I can definitely ask about naming on the libraries list tomorrow, yes!

Boarders avatar Aug 16 '21 03:08 Boarders

I can't see any good reason that find should not be this variant since it otherwise throws an error.

Boarders avatar Aug 16 '21 03:08 Boarders

Agreed regarding find, but we need to settle the safe versions too.

On Sun, Aug 15, 2021, 11:45 PM Callan McGill @.***> wrote:

I can't see any good reason that find should not be this variant since it otherwise throws an error.

— You are receiving this because you commented. Reply to this email directly, view it on GitHub https://github.com/haskell/containers/issues/794#issuecomment-899191779, or unsubscribe https://github.com/notifications/unsubscribe-auth/AAOOF7LMAHWLUILV5BEHK3TT5CCVLANCNFSM5CG35XSQ . Triage notifications on the go with GitHub Mobile for iOS https://apps.apple.com/app/apple-store/id1477376905?ct=notification-email&mt=8&pt=524675 or Android https://play.google.com/store/apps/details?id=com.github.android&utm_campaign=notification-email .

treeowl avatar Aug 16 '21 03:08 treeowl

A name that does not suggest success is query. This could be a fast-failing alternative to lookup (which still suggests success, albeit not as strongly as find).

P.S.: In Agda, we do not use find, but lookup which gives us control over the error, e.g.: https://github.com/agda/agda/blob/c9c20bf3683f9eaf9987b80257369be2a45d452b/src/full/Agda/Utils/Graph/AdjacencyMap/Unidirectional.hs#L564

andreasabel avatar Aug 18 '21 06:08 andreasabel

findMaybe?

nomeata avatar Aug 18 '21 08:08 nomeata

Could y'all also please comment on whether you think lookup should continue to be fast-failing or not?

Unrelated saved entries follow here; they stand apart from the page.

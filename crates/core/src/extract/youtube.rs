//! YouTube iframe extraction.

use std::sync::LazyLock;

use regex::Regex;

use crate::parse::Document;
use crate::post::YoutubePost;
use crate::validate::{parse_reference, require_host, require_present};
use crate::{EmbedError, Result};

use super::collect_frame;

static VIDEO_ID: LazyLock<Regex> =
    LazyLock::new(|| Regex::new(r"embed/([A-Za-z0-9_-]{11})(?:/|$)").expect("video id pattern is valid"));

/// Extracts a YouTube video from embed iframe markup.
///
/// The video id is the 11-character segment following `embed/` in the
/// iframe path.
pub fn extract(html: &[u8]) -> Result<YoutubePost> {
    let doc = Document::from_bytes(html)?;
    let frame = collect_frame(&doc);

    require_present(&frame.src, "iframe src")?;

    let url = parse_reference(&frame.src)?;
    require_host(&url, "youtube.com")?;

    let id = VIDEO_ID
        .captures(url.path())
        .ok_or_else(|| EmbedError::MalformedReference(format!("no video id in {}", frame.src)))?;

    Ok(YoutubePost {
        allow_fullscreen: frame.allow_fullscreen,
        frameborder: frame.frameborder,
        width: frame.width,
        height: frame.height,
        video_id: id[1].to_string(),
        src: frame.src,
    })
}
//! VKontakte widget post extraction.
//!
//! VK embeds are a script call rather than markup:
//!
//! ```text
//! VK.Widgets.Post("vk_post_-175249128_1156", -175249128, 1156, 'HmCFKRSM81NEzJ8mY9gzgXOlEFM', {width: 500});
//! ```
//!
//! The owner and post ids appear twice, once inside the container id and
//! once as arguments. Both copies must agree.

use std::sync::LazyLock;

use regex::Regex;

use crate::parse::decode;
use crate::post::VkPost;
use crate::validate::parse_int_into;
use crate::{EmbedError, Result};

const WIDGET_MARKER: &str = "VK.Widgets.Post";

static WIDGET_CALL: LazyLock<Regex> = LazyLock::new(|| {
    Regex::new(r#"VK\.Widgets\.Post\("vk_post_(-?\d+)_(-?\d+)", (-?\d+), (-?\d+), '(\S+?)'"#)
        .expect("widget call pattern is valid")
});

static WIDGET_OPTIONS: LazyLock<Regex> = LazyLock::new(|| {
    Regex::new(r"VK\.Widgets\.Post\(.+?\{width: (\d+)(?:, height: (\d+))?\}\)").expect("widget options pattern is valid")
});

/// Extracts a widget post from script markup.
///
/// # Errors
///
/// - [`EmbedError::MissingField`] if there is no `VK.Widgets.Post` call, or an id is zero
/// - [`EmbedError::MalformedReference`] if the call does not match the expected signature
/// - [`EmbedError::ConsistencyViolation`] if the container id and arguments disagree
pub fn extract(html: &[u8]) -> Result<VkPost> {
    let text = decode(html)?;

    if !text.contains(WIDGET_MARKER) {
        return Err(EmbedError::MissingField("VK.Widgets.Post call"));
    }

    let call = WIDGET_CALL
        .captures(text)
        .ok_or_else(|| EmbedError::MalformedReference("cannot parse VK widget call".to_string()))?;

    if call[1] != call[3] {
        return Err(EmbedError::ConsistencyViolation(format!(
            "owner id {} in container does not match argument {}",
            &call[1], &call[3]
        )));
    }
    if call[2] != call[4] {
        return Err(EmbedError::ConsistencyViolation(format!(
            "post id {} in container does not match argument {}",
            &call[2], &call[4]
        )));
    }

    let owner_id = parse_id(&call[1], "owner id")?;
    let post_id = parse_id(&call[2], "post id")?;

    if owner_id == 0 {
        return Err(EmbedError::MissingField("owner id"));
    }
    if post_id == 0 {
        return Err(EmbedError::MissingField("post id"));
    }

    let mut post = VkPost { owner_id, post_id, hash: call[5].to_string(), ..Default::default() };

    if let Some(options) = WIDGET_OPTIONS.captures(text) {
        if let Some(width) = options.get(1) {
            parse_int_into(width.as_str(), &mut post.width);
        }
        if let Some(height) = options.get(2) {
            parse_int_into(height.as_str(), &mut post.height);
        }
    }

    Ok(post)
}

fn parse_id(value: &str, what: &str) -> Result<i64> {
    value
        .parse()
        .map_err(|e| EmbedError::MalformedReference(format!("cannot parse {} {}: {}", what, value, e)))
}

treeowl avatar Aug 18 '21 08:08 treeowl

Maybe lookup should get a HasCallStack constraint to distinguish call sites, keep stats on whether failure is frequent, persist that data transparently in /var/run/… and pick the right implementation based on that.

nomeata avatar Aug 18 '21 08:08 nomeata

Could y'all also please comment on whether you think lookup should continue to be fast-failing or not?

The usual dilemma: (1) some apps out there might have been tested to perform well with the present fast-failing lookup, (2) other apps might rather use lookup with success expectation and benefit from a switch to non-fast-failing. Without a field study, we wouldn't know.

In the absence of real-world data, I can only recommend the conservative path: Leave lookup as it is, but fork it into 2 new variants (e.g. findMaybe and query, or lookupShouldSucceed and lookupMayFail) that bring the issue to the attention of the user. Possibly deprecate lookup, but then it is only deprecated for IntMap, where we strive for a uniform interface for all the collections, and there, lookup does not split... (complications, sigh!).

andreasabel avatar Aug 18 '21 10:08 andreasabel

We might be overthinking this. The performance difference isn't so great that this change would be worse to some than other likely-optimizations that in the past were simply introduced in prior versions. So making a change should be fine I believe. This does not help us in deciding whether there to make that change or not. Gut feeling says yes: it makes the run time of the function more uniform in general.

nomeata avatar Aug 18 '21 13:08 nomeata

Here is how it looks on the original benchmark, the same benchmark with 50% hits, with 90% hits and with all failures:

How did you set up the “all failures” test?

I expect that an “all failures (but uniform distribution of keys)” will behave very different from “all failures (but existing keys are far away from the queries)”. In fact, I expect for usages where the keys of the failed lookups are “within” the range of the existing values, the new code is actually faster for the failed lookups too.

That makes me wonder if it is justifiable to just use new code always?

nomeata avatar Aug 23 '21 11:08 nomeata

@nomeata I did not do anything sensible. The current benchmark has keys 12..2^12 so I just shifted them all by 2^12. In general the IntMap benchmarks could do with some attention - I'll see if I can add something a bit more reasonable in this change.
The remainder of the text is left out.